본 발명은 리파제를 대량 발현시키기 위한 신규 신호서열, 및 그 용도에 관한 것으로, 보다 구체적으로는 신규 리파제 신호서열; 상기 신호서열 및 리파제 유전자를 포함하는 발현벡터; 상기 발현벡터가 도입되어 있는 재조합미생물; 및 상기 재조합미생물을 배양하여 리파제를 대량으로 생산하는 방법에 관한 것이다. 본 발명에 따른 신규 신호서열을 포함하는 발현벡터를 이용하면 특정 리파제뿐만 아니라 다른 목적단백질의 대량 발현 및 분비를 유도할 수 있어, 특정 리파제 및 다른 목적단백질의 안정적인 대량 생산에 있어 매우 유용하다.

Description

신규 리파제 신호서열 및 이를 이용한 리파제 발현방법{New Lipase Signal Sequences and Expression Method Using The Same}
본 발명은 리파제를 대량 발현시키기 위한 신규 신호서열, 및 그 용도에 관한 것으로, 보다 구체적으로는 신규 리파제 신호서열; 상기 신호서열 및 리파제 유전자를 포함하는 발현벡터; 상기 발현벡터가 도입되어 있는 재조합미생물; 및 상기 재조합미생물을 배양하여 리파제를 대량으로 생산하는 방법에 관한 것이다.
산업용으로 사용되는 여러 종류의 단백질은 안정성이 널리 알려져 있는 사카로마이세스(Saccharomyces), 아스퍼질러스 나이거, 아스퍼질러스 오리제(Aspergillus orryzae), 트리코더마 리제이(Trichoderma reesei)를 사용하여 생산하여 왔고 목적 단백질을 발현 및 분비시키기 위하여 전사 촉진서열인 프로모터(promoter), 분비 신호 서열을 코딩하는 DNA, 목적 단백질의 구조 유전자 및 전사 종결자(transcription terminator)로 구성된 발현 분비 플라스미드 벡터를 사용하여왔다.
아스퍼질러스 나이거에서 목적 단백질을 분비시키기 위해 현재 사용되고 있는 분비 신호 서열로는 발현하고자하는 유전자의 자체 신호서열과 아스퍼질러스 나이거 글루코아밀라제 신호서열이 사용되어 왔고, 강력한 프로모터로는 글루코아밀라제 (glaA)프로모터가 사용되고 있다.

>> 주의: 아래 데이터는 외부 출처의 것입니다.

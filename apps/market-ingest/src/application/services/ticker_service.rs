//! Ticker Service
//!
//! Symbol discovery and the cached active-ticker list.

use std::collections::HashSet;
use std::sync::Arc;
use std::time::Duration;

use crate::application::ports::{
    CacheError, Crawler, CrawlerError, KeyValueCache, TickerRepository, TickerRepositoryError,
    get_json, set_json,
};
use crate::domain::Ticker;

/// Cache key for the active ticker list.
pub const ACTIVE_TICKERS_KEY: &str = "Ticker:AllTicker:true";

/// Lifetime of the cached active ticker list.
pub const ACTIVE_TICKERS_TTL: Duration = Duration::from_secs(3600);

/// Ticker service error.
#[derive(Debug, Clone, thiserror::Error)]
pub enum TickerServiceError {
    /// Registry failure.
    #[error(transparent)]
    Repository(#[from] TickerRepositoryError),

    /// Cache failure.
    #[error(transparent)]
    Cache(#[from] CacheError),

    /// Upstream symbol listing failed.
    #[error(transparent)]
    Crawler(#[from] CrawlerError),
}

/// Ticker registry use cases.
#[derive(Clone)]
pub struct TickerService {
    repository: Arc<dyn TickerRepository>,
    cache: Arc<dyn KeyValueCache>,
    crawler: Arc<dyn Crawler>,
    default_active: HashSet<String>,
}

impl std::fmt::Debug for TickerService {
    fn fmt(&self, f: &mut std::fmt::Formatter<'_>) -> std::fmt::Result {
        f.debug_struct("TickerService")
            .field("default_active", &self.default_active.len())
            .finish_non_exhaustive()
    }
}

impl TickerService {
    /// Create a new ticker service.
    ///
    /// Newly discovered symbols listed in `default_active` start active.
    #[must_use]
    pub fn new(
        repository: Arc<dyn TickerRepository>,
        cache: Arc<dyn KeyValueCache>,
        crawler: Arc<dyn Crawler>,
        default_active: impl IntoIterator<Item = String>,
    ) -> Self {
        Self {
            repository,
            cache,
            crawler,
            default_active: default_active.into_iter().collect(),
        }
    }

    /// Look up one ticker.
    ///
    /// # Errors
    ///
    /// Returns registry errors.
    pub async fn get(&self, symbol: &str) -> Result<Option<Ticker>, TickerServiceError> {
        Ok(self.repository.get(symbol).await?)
    }

    /// Active tickers, optionally served from the cache.
    ///
    /// On a cache miss the list is loaded from the registry and cached for
    /// [`ACTIVE_TICKERS_TTL`].
    ///
    /// # Errors
    ///
    /// Returns registry or cache errors.
    pub async fn active_tickers(&self, use_cache: bool) -> Result<Vec<Ticker>, TickerServiceError> {
        if use_cache {
            if let Some(cached) = get_json::<Vec<Ticker>>(self.cache.as_ref(), ACTIVE_TICKERS_KEY).await? {
                return Ok(cached);
            }
        }

        let active: Vec<Ticker> = self
            .repository
            .list()
            .await?
            .into_iter()
            .filter(|t| t.is_active)
            .collect();

        if use_cache {
            set_json(
                self.cache.as_ref(),
                ACTIVE_TICKERS_KEY,
                &active,
                Some(ACTIVE_TICKERS_TTL),
            )
            .await?;
        }
        Ok(active)
    }

    /// Active symbols only.
    ///
    /// # Errors
    ///
    /// Same as [`TickerService::active_tickers`].
    pub async fn active_symbols(&self, use_cache: bool) -> Result<Vec<String>, TickerServiceError> {
        Ok(self
            .active_tickers(use_cache)
            .await?
            .into_iter()
            .map(|t| t.symbol)
            .collect())
    }

    /// Fetch the upstream symbol list and register unknown symbols.
    ///
    /// Returns the number of newly inserted tickers.
    ///
    /// # Errors
    ///
    /// Returns crawler, registry or cache errors.
    pub async fn discover(&self) -> Result<usize, TickerServiceError> {
        let fetched: Vec<Ticker> = self
            .crawler
            .fetch_symbols()
            .await?
            .into_iter()
            .map(|t| {
                let active = self.default_active.contains(&t.symbol);
                t.with_active(active)
            })
            .collect();

        let inserted = self.repository.insert_many(&fetched).await?;
        if inserted > 0 {
            self.cache.delete(ACTIVE_TICKERS_KEY).await?;
        }

        tracing::info!(
            fetched = fetched.len(),
            inserted,
            "Symbol discovery complete"
        );
        Ok(inserted)
    }

    /// Flip a ticker's active flag. Returns `false` for unknown symbols.
    ///
    /// # Errors
    ///
    /// Returns registry or cache errors.
    pub async fn set_active(&self, symbol: &str, active: bool) -> Result<bool, TickerServiceError> {
        let found = self.repository.set_active(symbol, active).await?;
        if found {
            self.cache.delete(ACTIVE_TICKERS_KEY).await?;
            tracing::info!(symbol, active, "Ticker activation changed");
        }
        Ok(found)
    }
}
//! Stream Connection Port (Driven Port)
//!
//! A long-lived live feed connection. Implementations own their connection
//! state and socket; `connect` is a no-op while already connected, and any
//! read, write or decode failure moves the connection to `Disconnected`.

use std::fmt;

use async_trait::async_trait;

use crate::domain::{DecodeError, DecodedMessage};

/// Connection lifecycle state.
#[derive(Debug, Clone, Copy, PartialEq, Eq, Default)]
pub enum ConnectionState {
    /// No usable socket.
    #[default]
    Disconnected,
    /// Handshake in progress.
    Connecting,
    /// Socket open; reads and writes allowed.
    Connected,
}

impl ConnectionState {
    /// State name for logs and health output.
    #[must_use]
    pub const fn as_str(self) -> &'static str {
        match self {
            Self::Disconnected => "disconnected",
            Self::Connecting => "connecting",
            Self::Connected => "connected",
        }
    }
}

impl fmt::Display for ConnectionState {
    fn fmt(&self, f: &mut fmt::Formatter<'_>) -> fmt::Result {
        f.write_str(self.as_str())
    }
}

/// Live stream error.
#[derive(Debug, Clone, thiserror::Error)]
pub enum StreamError {
    /// Opening the connection failed.
    #[error("stream connect failed: {message}")]
    Connect {
        /// Error details.
        message: String,
    },

    /// Socket-level read or write failure.
    #[error("stream socket error: {message}")]
    Socket {
        /// Error details.
        message: String,
    },

    /// Peer closed the connection.
    #[error("stream closed by peer")]
    Closed,

    /// Operation attempted without a connection.
    #[error("stream not connected")]
    NotConnected,

    /// A frame could not be decoded.
    #[error("stream decode error: {0}")]
    Decode(#[from] DecodeError),
}

/// Port for the live feed connection.
#[async_trait]
pub trait StreamConnection: Send + Sync {
    /// Open the connection. No-op when already connected.
    async fn connect(&self) -> Result<(), StreamError>;

    /// Send control frames in order.
    async fn write(&self, frames: &[String]) -> Result<(), StreamError>;

    /// Receive and decode the next data frame.
    async fn read(&self) -> Result<DecodedMessage, StreamError>;

    /// Current state.
    fn state(&self) -> ConnectionState;

    /// Close the socket and mark the connection disconnected.
    async fn close(&self);
}

#[cfg(test)]
mod tests {
    use super::*;

    #[test]
    fn state_names() {
        assert_eq!(ConnectionState::default(), ConnectionState::Disconnected);
        assert_eq!(ConnectionState::Connected.to_string(), "connected");
    }

    #[test]
    fn decode_errors_convert() {
        let err: StreamError = DecodeError::MalformedFrame("x".to_string()).into();
        assert!(matches!(err, StreamError::Decode(_)));
    }
}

그러나 지금까지 알려진 신호 서열만으로는 원하는 단백질을 대량 발현 할 수 없는 실정이다.
아스퍼질러스 나이거는 글루코아밀라제의 경우 산업적 공정 개발을 통해 30 g/L 이상의 고수율로 생산이 가능하다. 또한 아스퍼질러스 나이거에서 유래된 상업적으로 판매 되는 리파제들이 많으며, 이는 전통적인 돌연변이 유발법과 유도 물질로 리파제를 유도하여 아스퍼질러스 나이거에서 리파제를 효율적으로 생산할 수 있게 한다. 따라서, 아스퍼질러스 나이거 유전체상에서 세포 밖으로의 리파제 단백질의 분비촉진을 할 수 있는 방법이 요구되고 있는 실정이다. 즉, 상업적으로 중요한 효소인 단백질을 보다 효율적으로 대량 생산할 수 있는 신호서열 탐색이 중요하며, 재조합 미생물 재조합미생물의 개발이 요구되고 있는 실정이다.
이에, 본 발명자들은 상기 발현의 한계를 극복하기 위하여 유전공학적 방법을 이용하여 리파제를 대량생산하는 방법을 개발하고자 노력한 결과, 리파제를 발현하기 위한 신규한 신호서열을 발굴하고, 상기 신호서열을 이용할 경우 리파제가 대량으로 발현되는 것을 확인함으로써 본 발명을 완성하게 되었다.
본 발명의 목적은 리파제를 대량으로 발현시키기 위한 신규 리파제 신호서열; 상기 신호서열 및 리파제 유전자를 포함하는 발현벡터; 및 상기 발현벡터가 도입되어 있는 재조합미생물을 제공하는데 있다.
본 발명의 다른 목적은 상기 재조합미생물을 배양하여 리파제를 대량 생산하는 방법을 제공하는데 있다.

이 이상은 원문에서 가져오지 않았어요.